There we have a picture painted in words. Scott has gone poaching into the domain of pictorial art, and with astonishing results. It is a picture. Literature is certainly capable of dealing with forms and colors as with abstractions of the mind, but it cannot handle them so well, perhaps, as painting. We have here not abstractions, but entities of form and color. There is something for the painter to grasp with pencil and brush. Perhaps he can paint the “silver tide” and the “willowed shore” more effectively than Scott can describe them; and if he should paint them with that feeling which would give us the wildness of the shore, the weirdness of the bale-fires, the crush and rush of steel-clad warriors along the banks, paralleling the push-forward of the stream itself, we should have what I am disposed to call pictorial poetry.
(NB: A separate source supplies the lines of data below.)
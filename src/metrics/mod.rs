pub(crate) mod consts;
mod init;

pub(crate) use init::init;
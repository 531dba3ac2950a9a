use crate::metrics::consts::*;
use std::time::Instant;

use axum::{
    extract::Request,
    http::StatusCode,
    middleware::Next,
    response::{IntoResponse, Response},
};
use metrics::{counter, histogram};

// Search responses carry full article text, but stay well below this.
const RESPONSE_SIZE_BYTES_UPPERBOUND: usize = 256 * 1024 * 1024;

pub(crate) async fn metrics(request: Request, next: Next) -> Response {
    let start = Instant::now();

    let response = next.run(request).await;

    let (response_parts, response_body) = response.into_parts();
    let response_body_bytes =
        match axum::body::to_bytes(response_body, RESPONSE_SIZE_BYTES_UPPERBOUND).await {
            Ok(bytes) => bytes,
            Err(error) => {
                tracing::error!(?error, "Couldn't buffer response body.");
                counter!(HTTP_SERVER_ERROR).increment(1);
                counter!(HTTP_RESPONSE_FAILURE).increment(1);
                return (StatusCode::INTERNAL_SERVER_ERROR, "ERROR: response too large").into_response();
            }
        };

    histogram!(HTTP_RESPONSE_SIZE_BYTES).record(response_body_bytes.len() as f64);

    if response_parts.status.is_server_error() {
        counter!(HTTP_SERVER_ERROR).increment(1)
    }

    if response_parts.status.is_success() {
        counter!(HTTP_RESPONSE_SUCCESS).increment(1)
    } else {
        counter!(HTTP_RESPONSE_FAILURE).increment(1)
    }

    histogram!(HTTP_REQUEST_DURATION_SECS).record(start.elapsed().as_secs_f64());

    Response::from_parts(response_parts, response_body_bytes.into())
}
use std::sync::Arc;

use crate::config::AppConfig;
use crate::http_client::HttpClients;
use crate::tor::TorRotator;

#[derive(Clone)]
pub(crate) struct AppState {
    pub(crate) config: Arc<AppConfig>,
    pub(crate) clients: HttpClients,
    // Only present when the proxy in use is the local Tor client.
    pub(crate) tor: Option<Arc<TorRotator>>,
}
pub(crate) mod errors;
pub(crate) mod middleware;
pub(crate) mod search;
pub(crate) mod state;

use axum::routing::{get, post};
use axum::Router;

use state::AppState;

pub(crate) fn router(state: AppState) -> Router {
    Router::new()
        .route("/healthz", get(search::healthz))
        .route("/proxy", get(search::proxy_info))
        .route("/search", post(search::search))
        .route("/search.csv", post(search::search_csv))
        .layer(axum::middleware::from_fn(middleware::metrics))
        .with_state(state)
}
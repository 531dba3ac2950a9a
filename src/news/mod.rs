pub(crate) mod fetcher;
pub(crate) mod query;
pub(crate) mod rss;

use serde::Serialize;

pub(crate) use fetcher::{FetchSettings, NewsFetcher, SearchRequest};

pub(crate) const NO_DESCRIPTION: &str = "No description";
pub(crate) const UNKNOWN_SOURCE: &str = "Unknown";

/// Reports `(completed, total)` as work items finish.
pub(crate) type Progress<'a> = &'a (dyn Fn(usize, usize) + Send + Sync);

#[derive(Serialize, Clone, Debug, PartialEq, Eq)]
pub(crate) struct Article {
    pub(crate) title: String,
    pub(crate) description: String,
    pub(crate) source: String,
    pub(crate) link: String,
    pub(crate) published: String,
    #[serde(skip_serializing_if = "Option::is_none")]
    pub(crate) full_text: Option<String>,
    #[serde(skip_serializing_if = "Option::is_none")]
    pub(crate) summary: Option<String>,
    pub(crate) is_paywall: bool,
}

impl Article {
    #[cfg(test)]
    pub(crate) fn stub(title: &str, link: &str) -> Self {
        Self {
            title: title.to_string(),
            description: NO_DESCRIPTION.to_string(),
            source: UNKNOWN_SOURCE.to_string(),
            link: link.to_string(),
            published: String::new(),
            full_text: None,
            summary: None,
            is_paywall: false,
        }
    }
}
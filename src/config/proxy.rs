//! Resolution of the outbound SOCKS5 proxy.
//!
//! The proxy is decided once at startup: `PROXY_URL` wins (e.g. the WARP
//! container at `socks5://warp:1080`), otherwise the configured fallback
//! applies, which is either the local Tor SOCKS port or a direct connection.

use anyhow::{Context, Result};
use reqwest::Url;
use serde::Serialize;

use super::{ProxyFallback, ProxySection};

pub(crate) const PROXY_URL_ENV: &str = "PROXY_URL";
/// `socks5h` so hostnames are resolved by Tor rather than the local resolver.
pub(crate) const TOR_DEFAULT_SOCKS_URL: &str = "socks5h://127.0.0.1:9150";
pub(crate) const DEFAULT_SOCKS_PORT: u16 = 1080;

const SOCKS_SCHEMES: [&str; 2] = ["socks5", "socks5h"];

#[derive(Serialize, Clone, Copy, Debug, PartialEq, Eq)]
#[serde(rename_all = "kebab-case")]
pub(crate) enum ProxySource {
    Environment,
    TorDefault,
    None,
}

#[derive(Clone, Debug, PartialEq, Eq)]
pub(crate) struct ProxySettings {
    pub(crate) source: ProxySource,
    pub(crate) url: Option<Url>,
}

impl ProxySettings {
    pub(crate) fn from_env(section: &ProxySection) -> Result<Self> {
        Self::resolve(|key| std::env::var(key).ok(), section)
    }

    pub(crate) fn resolve<F>(lookup: F, section: &ProxySection) -> Result<Self>
    where
        F: Fn(&str) -> Option<String>,
    {
        let from_env = lookup(PROXY_URL_ENV).filter(|value| !value.trim().is_empty());
        if let Some(raw) = from_env {
            let url = parse_socks_url(&raw)
                .with_context(|| format!("Invalid {PROXY_URL_ENV} environment variable"))?;
            return Ok(Self {
                source: ProxySource::Environment,
                url: Some(url),
            });
        }

        match section.fallback {
            ProxyFallback::Tor => Ok(Self {
                source: ProxySource::TorDefault,
                url: Some(parse_socks_url(&section.tor_socks_url)?),
            }),
            ProxyFallback::Direct => Ok(Self {
                source: ProxySource::None,
                url: None,
            }),
        }
    }

    pub(crate) fn is_tor(&self) -> bool {
        self.source == ProxySource::TorDefault
    }

    /// The proxy url with any password masked, suitable for logs.
    pub(crate) fn redacted(&self) -> Option<String> {
        self.url.as_ref().map(|url| {
            let mut url = url.clone();
            if url.password().is_some() {
                // Only fails for cannot-be-a-base urls, which parse_socks_url rejects.
                let _ = url.set_password(Some("***"));
            }
            url.to_string()
        })
    }
}

pub(crate) fn parse_socks_url(raw: &str) -> Result<Url> {
    let mut url = Url::parse(raw.trim()).with_context(|| format!("\"{raw}\" is not a URL"))?;
    anyhow::ensure!(
        SOCKS_SCHEMES.contains(&url.scheme()),
        "Proxy URL \"{raw}\" must use one of the schemes {SOCKS_SCHEMES:?}"
    );
    anyhow::ensure!(
        url.host_str().is_some_and(|host| !host.is_empty()),
        "Proxy URL \"{raw}\" has no host"
    );
    anyhow::ensure!(
        url.path().is_empty() || url.path() == "/",
        "Proxy URL \"{raw}\" must not carry a path"
    );
    if url.port().is_none() {
        url.set_port(Some(DEFAULT_SOCKS_PORT))
            .map_err(|_| anyhow::anyhow!("Couldn't set default port on \"{raw}\""))?;
    }
    Ok(url)
}
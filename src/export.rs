//! CSV rendering of search results.

use anyhow::Result;
use serde::Serialize;

use crate::news::Article;

#[derive(Serialize)]
struct CsvRow<'a> {
    title: &'a str,
    description: &'a str,
    source: &'a str,
    link: &'a str,
    published: &'a str,
    full_text: Option<&'a str>,
    summary: Option<&'a str>,
    is_paywall: bool,
}

impl<'a> From<&'a Article> for CsvRow<'a> {
    fn from(article: &'a Article) -> Self {
        Self {
            title: &article.title,
            description: &article.description,
            source: &article.source,
            link: &article.link,
            published: &article.published,
            full_text: article.full_text.as_deref(),
            summary: article.summary.as_deref(),
            is_paywall: article.is_paywall,
        }
    }
}

/// One header row, then one row per article. Missing text is an empty cell.
pub(crate) fn articles_csv(articles: &[Article]) -> Result<Vec<u8>> {
    let mut writer = csv::Writer::from_writer(Vec::new());
    // Headers come from the first serialized row.
    if articles.is_empty() {
        writer.write_record(COLUMNS)?;
    }
    for article in articles {
        writer.serialize(CsvRow::from(article))?;
    }
    writer
        .into_inner()
        .map_err(|error| anyhow::anyhow!("Couldn't flush CSV output: {}", error.error()))
}

const COLUMNS: [&str; 8] = [
    "title",
    "description",
    "source",
    "link",
    "published",
    "full_text",
    "summary",
    "is_paywall",
];

/// `news_<query>.csv`, with anything outside `[A-Za-z0-9_-]` replaced.
pub(crate) fn file_name(query: &str) -> String {
    let stem: String = query
        .chars()
        .map(|c| match c.is_ascii_alphanumeric() || c == '-' || c == '_' {
            true => c,
            false => '_',
        })
        .collect();
    format!("news_{stem}.csv")
}
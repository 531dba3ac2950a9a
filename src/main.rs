mod browser;
mod config;
mod content;
mod entities;
mod export;
mod handler;
mod http_client;
mod logging;
mod metrics;
mod news;
mod tor;

use anyhow::{Context, Result};
use clap::Parser;

use std::net::{IpAddr, Ipv4Addr, SocketAddr};
use std::path::PathBuf;
use std::sync::Arc;

use crate::config::proxy::ProxySettings;
use crate::config::AppConfig;
use crate::handler::state::AppState;
use crate::http_client::{ClientOptions, HttpClients};
use crate::tor::TorRotator;

#[derive(Parser, Debug)]
#[command(version, about)]
pub(crate) struct Args {
    #[arg(long, default_value = "config.toml")]
    config_file: PathBuf,

    #[arg(long, default_value = "info")]
    log_level: String,

    #[arg(long, action)]
    json: bool,
}

#[tokio::main]
async fn main() -> Result<()> {
    let args = Args::parse();

    logging::init(&args)?;

    let config = AppConfig::load(&args.config_file)?;
    config.validate()?;

    let proxy_settings = ProxySettings::from_env(&config.proxy)?;
    tracing::info!(
        source = ?proxy_settings.source,
        url = ?proxy_settings.redacted(),
        "Resolved outbound proxy."
    );

    let loopback_address = IpAddr::V4(Ipv4Addr::new(127, 0, 0, 1));
    let metrics_socket_addr = SocketAddr::new(loopback_address, config.metrics_port);
    metrics::init(metrics_socket_addr)?;

    let tor = proxy_settings
        .is_tor()
        .then(|| Arc::new(TorRotator::new(&config.tor)));
    let clients = HttpClients::build(
        proxy_settings,
        &ClientOptions {
            timeout: config.search.timeout(),
            accept_invalid_certs: config.scrape.accept_invalid_certs,
        },
    )?;

    let server_socket_addr = SocketAddr::new(config.bind_address, config.port);
    let state = AppState {
        config: Arc::new(config),
        clients,
        tor,
    };

    let listener = tokio::net::TcpListener::bind(server_socket_addr)
        .await
        .with_context(|| format!("Couldn't bind {server_socket_addr}"))?;

    tracing::info!("Starting server on {server_socket_addr}...");

    axum::serve(listener, handler::router(state)).await?;

    Ok(())
}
But, if you please, it is not to be inferred that this pictorial poetry is to be gotten out of literary poetry only. Painting is no mere servant of literature, whose duty it is to illustrate rather than create. There is no reason why the painter, looking at the river Teviot, should not see poetry in it as well as the writer. Delacroix not only could but did see it. Turner saw the same kind of romantic sentiment as Scott in all the rivers he ever pictured. Daubigny saw it less romantically, but with more of the real charm of nature, along the banks of the Marne; and Claude Monet has certainly shown us many times the poetry of light, color, and rushing, dancing water on the Seine. Monet is just as susceptible to poetic impressions as Leconte de Lisle, only his poetry comes to him in forms and colors rather than in the measured cadences of language. It is painter’s poetry, not writer’s poetry.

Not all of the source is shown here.